Donna’s dad and his brother bought property here after completing their service in the victorious United States armed forces at the end of WWII. I’m not even sure there was a lake back then. Donna tells me the lake one sees today was formed by a dam the government built, however, she isn’t sure when this occurred.
For all we knew, the place had been uninhabited, pure wilderness, yet this would have made no difference. These were optimistic days for America.
The first time I traveled here to visit them and the kids, the “house” was basically a rough shack with a rickety loft for sleeping where somebody had stashed literally hundreds of bottle rockets. I fondly recall one pitch-dark night when Craig and I snuck off into the trees after everybody else had gone to sleep to have a bottle rocket war. Drunk, of course. There was supposed to be water, but I noticed that nobody swam. Among the tall weeds surrounding the shack, it required more imagination than this writer possessed to envision either the current flotilla, consisting of a large pontoon, two fishing boats, or the two planked piers, the storage shed, the strung hammock, or the wide lake frontage.
Anyway, the land belonged to Donna’s family. As her extended family grew, more space was needed. On day, Donna, her mom, adult brothers and sisters decided to abandon their wilderness. They cleared the weeds, cleared the rocks from the water nearest shore and erected a proper lake house.
This is the house that Lee would have known.
Dreams die hard. Less than two years ago, Craig and Donna purchased property located fifteen or twenty minutes from the lake house Donna shares with her siblings and their now-adult children. It consists of two pieces of land slightly separated from each other. One is wooded; the other has lake access but is too small to build anything other than, perhaps, another tiny shack.
Today, the lake has been heavily developed, so despite its remoteness, land for homes comes at a heavy premium.
Craig and Donna’s nearest neighbors, a pair of relative lakeside old timers who own a large lot on the water, are planning to build themselves a new house on their property. To save money and avoid demolition costs they offered to give the existing structure to Craig and Donna, if Craig and Donna would arrange and pay to have it moved, which they did! (And what a story it is.)
In honor of my old friend’s dream finally coming to fruition of sorts (he had boasted he would build it himself by hand), I promised to visit them in the North Woods once more, and for a couple of days last week did just that. It remains a long drive. Going there, it rained most of the time. Each time a fleeting glimpse of sunshine would come and go, I would picture a helpless George Clooney at the wheel of his doomed fishing trawler in A Perfect Storm.
Fortunately, Lola the Pup and I made land still in one piece. To celebrate our safe arrival, my Wonder Dog promptly dashed from my Subaru into the lake to take a swim.
During our short visit, we enjoyed two good, home-cooked meals. (Craig remains an excellent cook.) Lola and I visited the “new” house.
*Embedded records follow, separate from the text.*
//! builder/output.rs
//! Output pipeline builder.

use std::io::{self, BufRead, Read, Write};
use std::path::PathBuf;

use serde::Serialize;

use crate::builder::options::{
    charset_options, open_output_chain, output_options, text_writer, use_and_close, OutputOptions,
};
use crate::config::IoContext;
use crate::stream::layers::buffered;
use crate::stream::{DataWriter, ObjectWriter, OutputHandle, OutputSink, Sink, TextWriter, ZipOutput};
use crate::types::Result;

/// Builds output handles over a [`Sink`].
///
/// Every materializing call (`as_stream`, `as_writer`, ...) opens the sink
/// again and rebuilds the whole chain. A single-use sink can therefore be
/// materialized once; the second attempt fails with `SinkConsumed`.
pub struct OutBuilder<S: Sink = OutputSink> {
    sink: S,
    options: OutputOptions,
    context: IoContext,
}

impl OutBuilder<OutputSink> {
    /// Create (or truncate) `path`. The file name drives codec lookup.
    pub fn file(path: impl Into<PathBuf>) -> Self {
        Self::new(OutputSink::file(path))
    }

    /// Write into a caller-provided writer; single use.
    pub fn writer<W: Write + Send + 'static>(writer: W) -> Self {
        Self::new(OutputSink::writer(writer))
    }
}

impl<S: Sink> OutBuilder<S> {
    pub fn new(sink: S) -> Self {
        Self::with_context(sink, IoContext::default())
    }

    pub fn with_context(sink: S, context: IoContext) -> Self {
        let options = OutputOptions::new(context.default_charset());
        Self { sink, options, context }
    }

    pub(crate) fn from_parts(sink: S, options: OutputOptions, context: IoContext) -> Self {
        Self { sink, options, context }
    }

    pub fn options(&self) -> &OutputOptions {
        &self.options
    }

    fn options_mut(&mut self) -> &mut OutputOptions {
        &mut self.options
    }

    pub fn context(&self) -> &IoContext {
        &self.context
    }

    pub fn into_sink(self) -> S {
        self.sink
    }

    charset_options!();
    output_options!();

    // ================= Materializers =================

    /// Byte-level handle: sink → base64 → compression → raw wrappers.
    pub fn as_stream(&mut self) -> Result<OutputHandle> {
        let chain = open_output_chain(&mut self.sink, &self.options, &self.context)?;
        Ok(OutputHandle::new(chain))
    }

    /// Character handle on top of [`as_stream`](Self::as_stream).
    pub fn as_writer(&mut self) -> Result<TextWriter> {
        let stream = open_output_chain(&mut self.sink, &self.options, &self.context)?;
        text_writer(stream, &self.options, &self.context)
    }

    pub fn as_objects(&mut self) -> Result<ObjectWriter> {
        let stream = open_output_chain(&mut self.sink, &self.options, &self.context)?;
        Ok(ObjectWriter::new(buffered(stream, self.context.buffer_size())))
    }

    pub fn as_data(&mut self) -> Result<DataWriter> {
        let stream = open_output_chain(&mut self.sink, &self.options, &self.context)?;
        Ok(DataWriter::new(buffered(stream, self.context.buffer_size())))
    }

    pub fn as_zip(&mut self) -> Result<ZipOutput> {
        let stream = open_output_chain(&mut self.sink, &self.options, &self.context)?;
        Ok(ZipOutput::new(stream))
    }

    // ================= One-shot writes =================

    pub fn write(&mut self, text: &str) -> Result<()> {
        use_and_close(self.as_writer()?, |w| Ok(w.write_str(text)?))
    }

    pub fn write_bytes(&mut self, bytes: &[u8]) -> Result<()> {
        use_and_close(self.as_stream()?, |s| Ok(s.write_all(bytes)?))
    }

    /// Each line is followed by the line separator.
    pub fn write_lines<I, L>(&mut self, lines: I) -> Result<()>
    where
        I: IntoIterator<Item = L>,
        L: AsRef<str>,
    {
        use_and_close(self.as_writer()?, |w| {
            for line in lines {
                w.write_line(line.as_ref())?;
            }
            Ok(())
        })
    }

    /// Copy `reader` to the end; `reader` itself is left open.
    pub fn copy_from<R: Read + ?Sized>(&mut self, reader: &mut R) -> Result<u64> {
        use_and_close(self.as_stream()?, |s| Ok(io::copy(reader, s)?))
    }

    /// Copy UTF-8 text from `reader`, re-encoded with the builder's charset.
    /// Returns the number of bytes read.
    pub fn copy_text_from<R: BufRead + ?Sized>(&mut self, reader: &mut R) -> Result<u64> {
        use_and_close(self.as_writer()?, |w| {
            let mut total = 0u64;
            let mut line = String::new();
            loop {
                line.clear();
                let n = reader.read_line(&mut line)?;
                if n == 0 {
                    return Ok(total);
                }
                w.write_str(&line)?;
                total += n as u64;
            }
        })
    }

    pub fn write_object<T: Serialize + ?Sized>(&mut self, value: &T) -> Result<()> {
        use_and_close(self.as_objects()?, |w| w.write_object(value))
    }

    /// Length-prefixed sequence, readable with `InBuilder::read_objects`.
    pub fn write_objects<T: Serialize>(&mut self, values: &[T]) -> Result<()> {
        use_and_close(self.as_objects()?, |w| w.write_objects(values))
    }

    /// Hand the byte-level handle to `op`; closed afterwards on every path.
    pub fn write_with<T>(&mut self, op: impl FnOnce(&mut OutputHandle) -> Result<T>) -> Result<T> {
        use_and_close(self.as_stream()?, op)
    }

    /// Hand the character handle to `op`; closed afterwards on every path.
    pub fn write_text_with<T>(&mut self, op: impl FnOnce(&mut TextWriter) -> Result<T>) -> Result<T> {
        use_and_close(self.as_writer()?, op)
    }
}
Also, we four took a long hike through woods already carpeted with yellow and red leaves.
The highlight? Well, in all the years I’ve been visiting Craig and Donna in the North Woods I’d never seen Craig catch a fish. I can tell you it wasn’t for any lack of trying.
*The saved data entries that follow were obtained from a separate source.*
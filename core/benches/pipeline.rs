//! Throughput of the buffer-backed pipelines across codecs and payload sizes.

use criterion::{criterion_group, criterion_main, BenchmarkId, Criterion, Throughput};
use iochain_core::prelude::*;

fn payload(size: usize) -> Vec<u8> {
    (0..size).map(|i| (i % 251) as u8).collect()
}

fn benchmark_compress(c: &mut Criterion) {
    let mut group = c.benchmark_group("compress_round_trip");

    for size in [1024usize, 65_536, 1_048_576] {
        group.throughput(Throughput::Bytes(size as u64));
        let data = payload(size);

        for codec in CompressionCodec::ALL {
            group.bench_with_input(BenchmarkId::new(codec.name(), size), &data, |b, data| {
                b.iter(|| {
                    let packed = ByteOutBuilder::new()
                        .compress_with(codec.encoder())
                        .write_bytes(data)
                        .expect("compress should succeed");
                    let unpacked = InBuilder::bytes(packed)
                        .decompress_with(codec.decoder())
                        .read_bytes()
                        .expect("decompress should succeed");
                    std::hint::black_box(unpacked);
                });
            });
        }
    }
    group.finish();
}

fn benchmark_text(c: &mut Criterion) {
    let mut group = c.benchmark_group("text_lines");
    let lines: Vec<String> = (0..10_000).map(|i| format!("line number {i}")).collect();

    group.bench_function("gzip_base64_write_read", |b| {
        b.iter(|| {
            let encoded = StringOutBuilder::new()
                .named("lines.gz")
                .compress()
                .encode_base64()
                .write_lines(&lines)
                .expect("write should succeed");
            let packed = InBuilder::string(encoded).decode_base64().read_bytes().expect("base64 should decode");
            let source = Named::new("lines.gz", InputSource::memory(packed));
            let read = InBuilder::new(source).decompress().read_lines().expect("read should succeed");
            std::hint::black_box(read);
        });
    });
    group.finish();
}

criterion_group!(benches, benchmark_compress, benchmark_text);
criterion_main!(benches);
Craig and Len, another of our friends, now deceased, would go out onto the lake every day at dawn. Together, they never caught even one decent fish. From land, you could see them arguing like cats and dogs in their tiny fishing boat, their voices thankfully drowned by the outboard.
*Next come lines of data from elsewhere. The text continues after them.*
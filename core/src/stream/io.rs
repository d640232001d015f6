// ## Leaf resources, chain links and the byte-level handle

use std::fs::File;
use std::io::{self, BufWriter, Cursor, Read, Write};
use std::path::{Path, PathBuf};
use std::sync::{Arc, Mutex, MutexGuard, PoisonError};

use crate::stream::Closeable;
use crate::types::{Result, StreamError};

/// Readable end of a chain. Dropping it releases every layer.
pub type BoxedInput = Box<dyn Read + Send>;

/// Writable end of a chain.
pub type BoxedOutput = Box<dyn OutputStream>;

/// Decorator factory for the read side.
pub type InputWrapper = Arc<dyn Fn(BoxedInput) -> io::Result<BoxedInput> + Send + Sync>;

/// Decorator factory for the write side.
pub type OutputWrapper = Arc<dyn Fn(BoxedOutput) -> io::Result<BoxedOutput> + Send + Sync>;

/// One layer of an output chain.
///
/// `close` must finalize this layer (flush trailers, checksums, padding) into
/// the layer beneath and then close that layer, even when finalizing failed.
/// [`close_cascade`] implements the second half.
pub trait OutputStream: Write + Send {
    fn close(self: Box<Self>) -> io::Result<()>;
}

/// Close `inner` after the current layer finished with `own`, keeping the first error.
pub fn close_cascade(own: io::Result<()>, inner: Option<BoxedOutput>) -> io::Result<()> {
    let below = match inner {
        Some(inner) => inner.close(),
        None => Ok(()),
    };
    match (own, below) {
        (Err(e), Err(lost)) => {
            tracing::warn!(error = %lost, "inner layer failed to close after outer failure");
            Err(e)
        }
        (Err(e), Ok(())) => Err(e),
        (Ok(()), below) => below,
    }
}

// ================= Link =================

/// Write end that decorators hold instead of the next layer itself, so the
/// next layer can be detached and closed after the decorator finalizes.
pub struct Link {
    inner: Option<BoxedOutput>,
}

impl Link {
    pub fn new(inner: BoxedOutput) -> Self {
        Self { inner: Some(inner) }
    }

    /// Take the next layer out; later writes through this link fail.
    pub fn detach(&mut self) -> Option<BoxedOutput> {
        self.inner.take()
    }
}

fn detached() -> io::Error {
    io::Error::new(io::ErrorKind::BrokenPipe, "output layer already closed")
}

impl Write for Link {
    fn write(&mut self, buf: &[u8]) -> io::Result<usize> {
        match self.inner.as_mut() {
            Some(inner) => inner.write(buf),
            None => Err(detached()),
        }
    }

    fn flush(&mut self) -> io::Result<()> {
        match self.inner.as_mut() {
            Some(inner) => inner.flush(),
            None => Ok(()),
        }
    }
}

// ================= Leaf outputs =================

/// Terminal layer around any `Write`; closing flushes and drops it.
pub struct PlainOutput<W: Write + Send> {
    inner: W,
}

impl<W: Write + Send> PlainOutput<W> {
    pub fn new(inner: W) -> Self {
        Self { inner }
    }
}

impl<W: Write + Send> Write for PlainOutput<W> {
    fn write(&mut self, buf: &[u8]) -> io::Result<usize> {
        self.inner.write(buf)
    }

    fn flush(&mut self) -> io::Result<()> {
        self.inner.flush()
    }
}

impl<W: Write + Send> OutputStream for PlainOutput<W> {
    fn close(mut self: Box<Self>) -> io::Result<()> {
        self.inner.flush()
    }
}

/// Growable in-process buffer shared between a leaf writer and its owner.
#[derive(Clone, Default, Debug)]
pub struct SharedBuffer {
    buf: Arc<Mutex<Vec<u8>>>,
}

impl SharedBuffer {
    pub fn new() -> Self {
        Self::default()
    }

    fn lock(&self) -> MutexGuard<'_, Vec<u8>> {
        self.buf.lock().unwrap_or_else(PoisonError::into_inner)
    }

    pub fn len(&self) -> usize {
        self.lock().len()
    }

    pub fn is_empty(&self) -> bool {
        self.lock().is_empty()
    }

    pub fn to_vec(&self) -> Vec<u8> {
        self.lock().clone()
    }

    /// Move the accumulated bytes out, leaving the buffer empty.
    pub fn take(&self) -> Vec<u8> {
        std::mem::take(&mut *self.lock())
    }

    pub fn writer(&self) -> SharedBufferWriter {
        SharedBufferWriter { buf: self.clone() }
    }
}

pub struct SharedBufferWriter {
    buf: SharedBuffer,
}

impl Write for SharedBufferWriter {
    fn write(&mut self, data: &[u8]) -> io::Result<usize> {
        self.buf.lock().extend_from_slice(data);
        Ok(data.len())
    }

    fn flush(&mut self) -> io::Result<()> {
        Ok(())
    }
}

impl OutputStream for SharedBufferWriter {
    fn close(self: Box<Self>) -> io::Result<()> {
        Ok(())
    }
}

// ================= Source / Sink =================

/// Something that can open a byte-input handle.
pub trait Source {
    fn open(&mut self) -> Result<BoxedInput>;

    /// Name used for extension-based codec lookup.
    fn name(&self) -> Option<&str> {
        None
    }
}

/// Something that can open a byte-output handle.
pub trait Sink {
    fn open(&mut self) -> Result<BoxedOutput>;

    /// Name used for extension-based codec lookup.
    fn name(&self) -> Option<&str> {
        None
    }
}

fn file_name(path: &Path) -> Option<&str> {
    path.file_name().and_then(|n| n.to_str())
}

/// Canonical input abstraction
pub enum InputSource {
    /// Already-open reader; single use.
    Reader(Option<BoxedInput>),
    File(PathBuf),
    Memory(Arc<[u8]>),
    /// UTF-8 bytes of the held string.
    Text(Arc<str>),
}

impl InputSource {
    pub fn reader<R: Read + Send + 'static>(reader: R) -> Self {
        InputSource::Reader(Some(Box::new(reader)))
    }

    pub fn file(path: impl Into<PathBuf>) -> Self {
        InputSource::File(path.into())
    }

    pub fn memory(bytes: impl Into<Arc<[u8]>>) -> Self {
        InputSource::Memory(bytes.into())
    }

    pub fn text(text: impl Into<Arc<str>>) -> Self {
        InputSource::Text(text.into())
    }
}

impl Source for InputSource {
    fn open(&mut self) -> Result<BoxedInput> {
        let reader: BoxedInput = match self {
            InputSource::Reader(slot) => slot
                .take()
                .ok_or_else(|| StreamError::SourceConsumed("reader".into()))?,
            InputSource::File(path) => Box::new(File::open(&*path)?),
            InputSource::Memory(bytes) => Box::new(Cursor::new(Arc::clone(bytes))),
            InputSource::Text(text) => Box::new(Cursor::new(TextBytes(Arc::clone(text)))),
        };
        Ok(reader)
    }

    fn name(&self) -> Option<&str> {
        match self {
            InputSource::File(path) => file_name(path),
            _ => None,
        }
    }
}

struct TextBytes(Arc<str>);

impl AsRef<[u8]> for TextBytes {
    fn as_ref(&self) -> &[u8] {
        self.0.as_bytes()
    }
}

/// Canonical output abstraction
pub enum OutputSink {
    /// Caller-provided writer; single use.
    Writer(Option<Box<dyn Write + Send>>),
    /// Created (or truncated) on every open.
    File(PathBuf),
    /// Appends to the shared buffer on every open.
    Memory(SharedBuffer),
}

impl OutputSink {
    pub fn writer<W: Write + Send + 'static>(writer: W) -> Self {
        OutputSink::Writer(Some(Box::new(writer)))
    }

    pub fn file(path: impl Into<PathBuf>) -> Self {
        OutputSink::File(path.into())
    }

    pub fn memory(buffer: SharedBuffer) -> Self {
        OutputSink::Memory(buffer)
    }
}

impl Sink for OutputSink {
    fn open(&mut self) -> Result<BoxedOutput> {
        let writer: BoxedOutput = match self {
            OutputSink::Writer(slot) => {
                let w = slot.take().ok_or_else(|| StreamError::SinkConsumed("writer".into()))?;
                Box::new(PlainOutput::new(w))
            }
            OutputSink::File(path) => Box::new(PlainOutput::new(BufWriter::new(File::create(&*path)?))),
            OutputSink::Memory(buffer) => Box::new(buffer.writer()),
        };
        Ok(writer)
    }

    fn name(&self) -> Option<&str> {
        match self {
            OutputSink::File(path) => file_name(path),
            _ => None,
        }
    }
}

/// Gives any source or sink a name for codec lookup.
pub struct Named<T> {
    name: String,
    inner: T,
}

impl<T> Named<T> {
    pub fn new(name: impl Into<String>, inner: T) -> Self {
        Self { name: name.into(), inner }
    }
}

impl<T: Source> Source for Named<T> {
    fn open(&mut self) -> Result<BoxedInput> {
        self.inner.open()
    }

    fn name(&self) -> Option<&str> {
        Some(&self.name)
    }
}

impl<T: Sink> Sink for Named<T> {
    fn open(&mut self) -> Result<BoxedOutput> {
        self.inner.open()
    }

    fn name(&self) -> Option<&str> {
        Some(&self.name)
    }
}

// ================= Byte-level handle =================

/// Byte-level output handle produced by `as_stream`.
pub struct OutputHandle {
    stream: BoxedOutput,
}

impl OutputHandle {
    pub fn new(stream: BoxedOutput) -> Self {
        Self { stream }
    }

    /// Finalize every layer and release the leaf resource.
    pub fn close(self) -> Result<()> {
        self.stream.close()?;
        Ok(())
    }
}

impl Write for OutputHandle {
    fn write(&mut self, buf: &[u8]) -> io::Result<usize> {
        self.stream.write(buf)
    }

    fn write_all(&mut self, buf: &[u8]) -> io::Result<()> {
        self.stream.write_all(buf)
    }

    fn flush(&mut self) -> io::Result<()> {
        self.stream.flush()
    }
}

impl Closeable for OutputHandle {
    fn close(self) -> Result<()> {
        OutputHandle::close(self)
    }
}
Around sunset our first night, Craig said he was going down to the pier to cast a worm on a hook. From my chair on the screened porch, I heard a small splash. Shortly, Craig was yelling excitedly, “I got a big one. It’s a big one.”
I looked over in his direction and in the fading sunlight saw the silhouette of a large, well-defined fish. The fish was still dangling off the hook in the air. Craig either didn’t see the nearby net, or else couldn’t reach it. I watched as he tried to pin that fish to the pier’s landing with one foot. Doing so, he reminded me of Michael Keaton as Beetlejuice, futilely attempting to stomp the ghostly Barbara Maitland’s (played by Geena Davis) chattering teeth flopping desperately about the floor. Now, as I watch poor Craig, he is helpless, the fish suddenly off the hook, wildly flopping about the pier, then back into the water and to freedom!
3: something (such as writing or speech) that is insipid, simplistic, or bland…intended to offend no one
— Merriam-Webster Dictionary (http:/www.miriam-webster.com/dictionary/pabulum)
Finally, in the words of Maximus Decimus Meridius, I ask my readers, “Are you entertained?”